Assim, em meio a um contexto econômico, político e social propício, o Direito do Trabalho surgiu como um dos resultados da necessidade de proteção do trabalhador. Esta veio a ser então sua principal marca: a proteção do trabalhador. Proteção contra o estado de miséria em que se encontrava, proteção contra a sua natural fragilidade dentro do sistema econômico capitalista, proteção contra os ideais revolucionários socialistas. Por isso, falar em Direito do Trabalho implica em falar em Direito para proteção do trabalhador contra o estado social, econômico e político que já o assolou na história e ao qual não se admite mais que ele volte.

3.2.Princípio protetor

Como ramo autônomo da Ciência Jurídica, o Direito do Trabalho possui princípios próprios que orientam seus operadores, desde a formação de suas normas até sua materialização em atos concretos. Pela origem deste ramo jurídico e por sua natureza, um de seus principais preceitos é o Princípio Protetor. Exatamente porque o Direito Laboral nasceu em defesa do trabalhador, buscando encaixá-lo dentro do sistema de produção capitalista, protegendo-o de sua condição econômica, social e política indesejada, foi que a proteção do trabalhador foi alçada a princípio essencial.
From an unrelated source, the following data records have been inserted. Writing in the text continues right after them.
#[cfg(test)]
mod tests {
    use super::*;

    fn bulk(s: &str) -> RespValue {
        RespValue::bulk_string(Bytes::from(s.to_string()))
    }

    #[test]
    fn test_parse_simple_string() {
        let (value, consumed) = parse_message(b"+OK\r\n").unwrap().unwrap();
        assert_eq!(value, RespValue::SimpleString("OK".to_string()));
        assert_eq!(consumed, 5);
    }

    #[test]
    fn test_parse_simple_string_incomplete() {
        assert!(parse_message(b"+OK").unwrap().is_none());
        assert!(parse_message(b"").unwrap().is_none());
    }

    #[test]
    fn test_parse_error() {
        let (value, consumed) = parse_message(b"-ERR unknown command\r\n").unwrap().unwrap();
        assert_eq!(value, RespValue::Error("ERR unknown command".to_string()));
        assert_eq!(consumed, 22);
    }

    #[test]
    fn test_parse_integer() {
        let (value, consumed) = parse_message(b":1000\r\n").unwrap().unwrap();
        assert_eq!(value, RespValue::Integer(1000));
        assert_eq!(consumed, 7);

        let (value, _) = parse_message(b":-42\r\n").unwrap().unwrap();
        assert_eq!(value, RespValue::Integer(-42));
    }

    #[test]
    fn test_parse_invalid_integer() {
        let result = parse_message(b":not_a_number\r\n");
        assert!(matches!(result, Err(ParseError::InvalidInteger(_))));
    }

    #[test]
    fn test_parse_bulk_string() {
        let (value, consumed) = parse_message(b"$6\r\nfoobar\r\n").unwrap().unwrap();
        assert_eq!(value, bulk("foobar"));
        assert_eq!(consumed, 12);
    }

    #[test]
    fn test_parse_null_bulk_string() {
        let (value, consumed) = parse_message(b"$-1\r\n").unwrap().unwrap();
        assert_eq!(value, RespValue::BulkString(None));
        assert_eq!(consumed, 5);
    }

    #[test]
    fn test_parse_empty_bulk_string() {
        let (value, consumed) = parse_message(b"$0\r\n\r\n").unwrap().unwrap();
        assert_eq!(value, bulk(""));
        assert_eq!(consumed, 6);
    }

    #[test]
    fn test_parse_bulk_string_incomplete() {
        assert!(parse_message(b"$5\r\nhel").unwrap().is_none());
        assert!(parse_message(b"$5\r\nhello").unwrap().is_none());
        assert!(parse_message(b"$5").unwrap().is_none());
    }

    #[test]
    fn test_bulk_length_mismatch_is_error() {
        let result = parse_message(b"$3\r\nhello\r\n");
        assert!(matches!(result, Err(ParseError::ProtocolError(_))));
    }

    #[test]
    fn test_bulk_length_not_numeric() {
        let result = parse_message(b"$abc\r\nhello\r\n");
        assert!(matches!(result, Err(ParseError::InvalidInteger(_))));
    }

    #[test]
    fn test_negative_lengths_rejected() {
        assert_eq!(
            parse_message(b"$-2\r\n"),
            Err(ParseError::InvalidBulkLength(-2))
        );
        assert_eq!(
            parse_message(b"*-5\r\n"),
            Err(ParseError::InvalidArrayLength(-5))
        );
    }

    #[test]
    fn test_parse_array() {
        let input = b"*2\r\n$4\r\nECHO\r\n$5\r\nhello\r\n";
        let (value, consumed) = parse_message(input).unwrap().unwrap();
        assert_eq!(value, RespValue::array(vec![bulk("ECHO"), bulk("hello")]));
        assert_eq!(consumed, input.len());
    }

    #[test]
    fn test_parse_null_array() {
        let (value, _) = parse_message(b"*-1\r\n").unwrap().unwrap();
        assert_eq!(value, RespValue::Array(None));
    }

    #[test]
    fn test_parse_empty_array() {
        let (value, _) = parse_message(b"*0\r\n").unwrap().unwrap();
        assert_eq!(value, RespValue::array(vec![]));
    }

    #[test]
    fn test_parse_nested_array() {
        let input = b"*2\r\n:1\r\n*2\r\n:2\r\n$-1\r\n";
        let (value, _) = parse_message(input).unwrap().unwrap();
        assert_eq!(
            value,
            RespValue::array(vec![
                RespValue::Integer(1),
                RespValue::array(vec![RespValue::Integer(2), RespValue::BulkString(None)]),
            ])
        );
    }

    #[test]
    fn test_parse_array_incomplete() {
        assert!(parse_message(b"*2\r\n$3\r\nGET\r\n").unwrap().is_none());
        assert!(parse_message(b"*2\r\n$3\r\nGET\r\n$3\r\nfo").unwrap().is_none());
    }

    #[test]
    fn test_unknown_prefix() {
        let result = parse_message(b"!unknown\r\n");
        assert_eq!(result, Err(ParseError::UnknownPrefix(b'!')));
        assert_eq!(
            ParseError::UnknownPrefix(b'!').to_string(),
            "unknown prefix: !"
        );
    }

    #[test]
    fn test_line_without_carriage_return() {
        let (value, consumed) = parse_message(b"+OK\n").unwrap().unwrap();
        assert_eq!(value, RespValue::SimpleString("OK".to_string()));
        assert_eq!(consumed, 4);
    }

    #[test]
    fn test_unterminated_line_is_bounded() {
        let mut input = vec![b'+'];
        input.extend(std::iter::repeat(b'a').take(MAX_INLINE_LEN));
        assert_eq!(parse_message(&input), Ok(None));

        input.extend_from_slice(b"aaa");
        assert_eq!(
            parse_message(&input),
            Err(ParseError::LineTooLong {
                max: MAX_INLINE_LEN
            })
        );
    }

    #[test]
    fn test_bulk_string_larger_than_line_limit() {
        let payload = "x".repeat(100 * 1024);
        let input = format!("*3\r\n$3\r\nSET\r\n$1\r\nk\r\n${}\r\n{}\r\n", payload.len(), payload);

        // Every prefix of the frame is merely incomplete
        let partial = &input.as_bytes()[..70 * 1024];
        assert_eq!(parse_message(partial), Ok(None));

        let (value, consumed) = parse_message(input.as_bytes()).unwrap().unwrap();
        assert_eq!(consumed, input.len());
        assert_eq!(value.as_array().unwrap()[2].as_bytes().unwrap().len(), payload.len());
    }

    #[test]
    fn test_nesting_depth_is_bounded() {
        let mut input = Vec::new();
        for _ in 0..=MAX_NESTING_DEPTH {
            input.extend_from_slice(b"*1\r\n");
        }
        input.extend_from_slice(b":1\r\n");

        let result = parse_message(&input);
        assert_eq!(
            result,
            Err(ParseError::NestingTooDeep {
                max: MAX_NESTING_DEPTH
            })
        );
    }

    #[test]
    fn test_nesting_within_bound() {
        let mut input = Vec::new();
        for _ in 0..MAX_NESTING_DEPTH {
            input.extend_from_slice(b"*1\r\n");
        }
        input.extend_from_slice(b":1\r\n");

        let (_, consumed) = parse_message(&input).unwrap().unwrap();
        assert_eq!(consumed, input.len());
    }

    #[test]
    fn test_array_length_is_bounded() {
        let input = format!("*{}\r\n", MAX_ARRAY_LEN + 1);
        let result = parse_message(input.as_bytes());
        assert!(matches!(result, Err(ParseError::ArrayTooLarge { .. })));
    }

    #[test]
    fn test_bulk_length_is_bounded() {
        let input = format!("${}\r\n", MAX_BULK_SIZE + 1);
        let result = parse_message(input.as_bytes());
        assert!(matches!(result, Err(ParseError::MessageTooLarge { .. })));
    }

    #[test]
    fn test_decode_requires_complete_value() {
        assert_eq!(decode(b"*2\r\n$3\r\nGET\r\n"), Err(ParseError::UnexpectedEof));
        assert_eq!(decode(b""), Err(ParseError::UnexpectedEof));
        assert_eq!(decode(b"+PING\r\n"), Ok(RespValue::simple_string("PING")));
    }

    #[test]
    fn test_binary_safe_bulk_string() {
        let (value, _) = parse_message(b"$5\r\nhel\x00o\r\n").unwrap().unwrap();
        assert_eq!(
            value,
            RespValue::bulk_string(Bytes::from(&b"hel\x00o"[..]))
        );
    }

    #[test]
    fn test_pipelined_frames_parse_in_order() {
        let input = b"+PING\r\n*2\r\n$3\r\nGET\r\n$3\r\nfoo\r\n";
        let mut parser = RespParser::new();

        let (first, used) = parser.parse(input).unwrap().unwrap();
        assert_eq!(first, RespValue::simple_string("PING"));

        let (second, rest) = parser.parse(&input[used..]).unwrap().unwrap();
        assert_eq!(second, RespValue::array(vec![bulk("GET"), bulk("foo")]));
        assert_eq!(used + rest, input.len());
    }

    #[test]
    fn test_roundtrip() {
        let values = vec![
            RespValue::simple_string("OK"),
            RespValue::error("ERR wrong number of arguments for 'GET' command"),
            RespValue::integer(-9_000_000_000),
            RespValue::null_bulk_string(),
            RespValue::null_array(),
            RespValue::array(vec![
                bulk("SET"),
                bulk("foo"),
                bulk("bar"),
                bulk("PX"),
                bulk("100"),
            ]),
            RespValue::array(vec![RespValue::array(vec![]), RespValue::integer(3)]),
        ];

        for original in values {
            let encoded = original.serialize();
            assert_eq!(decode(&encoded), Ok(original));
        }
    }
}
O Princípio Protetor traz ao Direito a situação fática desfavorável do trabalhador e busca corrigi-la: por ser o elo frágil do processo produtivo, o Direito deve garantir ao obreiro meios especiais de defesa, a fim de equipará-lo ao empresário burguês. É o fundamento da isonomia: os desiguais devem ser tratados desigualmente, para se igualarem idealmente. A história já demonstrou que o trabalhador, individualmente, não possui capacidade fática de negociar livremente com seu patrão, pois está em condições desfavoráveis. Cabe ao Direito protegê-lo, "procurando assim compensar as desigualdades econômicas e sua fraqueza diante do empregador" (RUPRECHT, 1995, p. 10 apud HOFFMANN, 2003. p. 61).

É este o principal ponto que divorciou do Direito Civil o Direito do Trabalho. Naquele, as partes, porque iguais, negociam livremente, tentando conciliar suas vontades dentro de contratos equilibrados. Neste, porque há desigualdade, todo acordo livre tende ao favorecimento do detentor dos meios de produção. Ao que possui apenas a mão-de-obra, resta submeter-se às condições impostas. Para que estas condições respeitem o mínimo da dignidade humana, O Direito do Trabalho protege o obreiro, tentando reconduzir o pacto ao equilíbrio.

O Princípio Protetor está na essência do Direito do Trabalho. Tamanha é sua importância que o conceito protetivo está contido em todos os demais princípios trabalhistas, infiltra-se dentro de cada norma positiva, determina a existência de presunções em favor do trabalhador, orienta sentenças no processo trabalhista etc. O Direito do trabalho está profundamente impregnado de regras protetoras, tutelando a vontade do trabalhador, que de outra forma não seria livre para se expressar.

Importante destacar que o Princípio Protetor sofre abrandamento quando está em pauta o Direito Coletivo do Trabalho. Ora, o princípio visa a nivelar partes desiguais de uma relação jurídica; contudo, quando organizados como classe, quando defendem seus direitos coletivamente, os trabalhadores não estão mais em condições tão desfavoráveis, pois sua força de negociação é muito maior. Por isso, a tutela do trabalhador coletivo, isto é, dos sindicatos e associações de trabalhadores é menor do que a do trabalhador individual. Menor, mas não inexistente: mesmo abrandado, o Princípio Protetor tem relevância, mesmo em relações coletivas de trabalho.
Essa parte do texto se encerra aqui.